Os resultados mostram: Há uma grande variedade de histórias sendo contadas, mas as dominantes concentram-se em problemas e opiniões unilaterais. A narrativa crítica descreve a computação quântica como o “assassino da criptografia” e, portanto, o medo de que a tecnologia possa quebrar qualquer criptografia anterior. Os “truques” de Einstein ou outras explicações de “mágica” também estão disponíveis como histórias explicativas (bem) para explicar tecnologias complexas.

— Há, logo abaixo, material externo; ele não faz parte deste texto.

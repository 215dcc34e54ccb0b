//! Catalog of server-published layers.
//!
//! A snapshot is fetched once from the discovery collaborator and replaced
//! wholesale. Presentation splits it into a max-depth group and a
//! time-series group, each ordered by display label.

use feruca::Collator;
use serde::Serialize;

use crate::layer::{classify, display_label, LayerCategory};

/// The categorized, sorted view of a snapshot.
#[derive(Debug, Clone, Default, PartialEq, Eq, Serialize)]
pub struct PartitionedLayers {
    pub max_depth: Vec<String>,
    pub time_series: Vec<String>,
}

impl PartitionedLayers {
    /// Menu order: max-depth group first, then time-series group.
    pub fn menu(&self) -> impl Iterator<Item = &str> {
        self.max_depth
            .iter()
            .chain(self.time_series.iter())
            .map(String::as_str)
    }

    /// Identifier at a zero-based menu position.
    pub fn menu_entry(&self, index: usize) -> Option<&str> {
        self.menu().nth(index)
    }

    pub fn len(&self) -> usize {
        self.max_depth.len() + self.time_series.len()
    }

    pub fn is_empty(&self) -> bool {
        self.max_depth.is_empty() && self.time_series.is_empty()
    }
}

/// Split a snapshot into display groups, dropping `Unknown` identifiers.
pub fn partition(snapshot: &[String]) -> PartitionedLayers {
    let mut max_depth = Vec::new();
    let mut time_series = Vec::new();

    for id in snapshot {
        match classify(id) {
            LayerCategory::MaxDepth => max_depth.push(id.clone()),
            LayerCategory::TimeSeries => time_series.push(id.clone()),
            LayerCategory::Unknown => {}
        }
    }

    sort_by_label(&mut max_depth);
    sort_by_label(&mut time_series);

    PartitionedLayers {
        max_depth,
        time_series,
    }
}

/// True iff the snapshot has no entries at all.
pub fn is_empty(snapshot: &[String]) -> bool {
    snapshot.is_empty()
}

/// Label order under the CLDR root collation, so case and accents do not
/// push a label out of reading order. `sort_by` is stable, so ties keep
/// snapshot order.
fn sort_by_label(ids: &mut Vec<String>) {
    let mut collator = Collator::default();
    let mut keyed: Vec<(String, String)> = ids
        .drain(..)
        .map(|id| (display_label(&id), id))
        .collect();
    keyed.sort_by(|a, b| collator.collate(a.0.as_str(), b.0.as_str()));
    ids.extend(keyed.into_iter().map(|(_, id)| id));
}

/// Owned catalog snapshot.
#[derive(Debug, Clone, Default)]
pub struct LayerCatalog {
    entries: Vec<String>,
}

impl LayerCatalog {
    pub fn new(entries: Vec<String>) -> Self {
        Self { entries }
    }

    /// Raw snapshot in server order, unknown identifiers included.
    pub fn entries(&self) -> &[String] {
        &self.entries
    }

    pub fn len(&self) -> usize {
        self.entries.len()
    }

    pub fn is_empty(&self) -> bool {
        is_empty(&self.entries)
    }

    pub fn contains(&self, identifier: &str) -> bool {
        self.entries.iter().any(|e| e == identifier)
    }

    pub fn partition(&self) -> PartitionedLayers {
        partition(&self.entries)
    }

    /// Swap in a freshly fetched snapshot.
    pub fn replace(&mut self, entries: Vec<String>) {
        self.entries = entries;
    }
}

No mundo da competição tecnológica global, o tema é altamente político. Uma dessas narrativas é a “rivalidade sino-americana”, que retrata o progresso tecnológico como uma corrida desenfreada entre a China e os EUA. A computação quântica também é interpretada como um “trunfo” nas restrições às exportações, tornando-se assim um meio de comunicação económica. Este campo também inclui a “supremacia quântica”, onde estados e empresas competem. Esta narrativa enquadra-se bem no ciclo das manchetes dos meios de comunicação social e é frequentemente predominante nos mesmos.
Ao comparar as narrativas da política, dos negócios e dos meios de comunicação social, uma coisa se destaca: todos estão a preparar a sua própria sopa de oposição. Os documentos de estratégia do mundo empresarial não prestam muita atenção às questões políticas. Isto pode ser perigoso para as empresas, porque as condições do país podem limitar o desenvolvimento da tecnologia tanto quanto os programas de financiamento governamental podem encorajá-lo. A narrativa económica e política também ignora aspectos da coesão social. Este é um problema técnico onde é improvável que surja um mercado de consumo direto. Os computadores quânticos são tecnicamente muito complexos, sensíveis e caros. Os usuários finais ativarão seu poder computacional usando a nuvem, em vez de usarem sua mesa em casa. Isto levanta a questão de saber se estamos a caminhar para uma “cisão quântica” na sociedade.
A narrativa em torno da computação quântica tem sido até agora mais limitada do que a retórica em torno da IA omnipotente. Isso pode ser construído para tornar a tecnologia mais compreensível e, portanto, mais popular, passo a passo. Porque, para ser um motor do progresso, não deve ser apenas compreendido e utilizado nos círculos de elite e controlado por alguns grandes países e empresas.
Portanto, não basta que os políticos, as empresas e os meios de comunicação mexam os seus assuntos favoritos em diferentes panelas. O que funciona nas partículas subatómicas do nosso mundo físico também funciona na comunicação sobre novas tecnologias: só quando as narrativas se sobrepõem e se conectam através da distância entre a política, os negócios e os meios de comunicação social é que podem ter um impacto ao longo do tempo e em diferentes partes da sociedade. Afinal, ninguém quer finalmente abrir a caixa de progresso e encontrar um gato morto dentro dela.
Miriam Meckel é professora de gestão de comunicações na Universidade de St. Gallen, na Suíça. Charles Ma e Gina-Maria Pöhlmann são estudantes de doutorado, Viktor Suter é pós-doutorado e Léa Steinacker é professora na mesma universidade.
O artigo completo pode ser encontrado aqui aqui e será apresentado no HICSS 2025.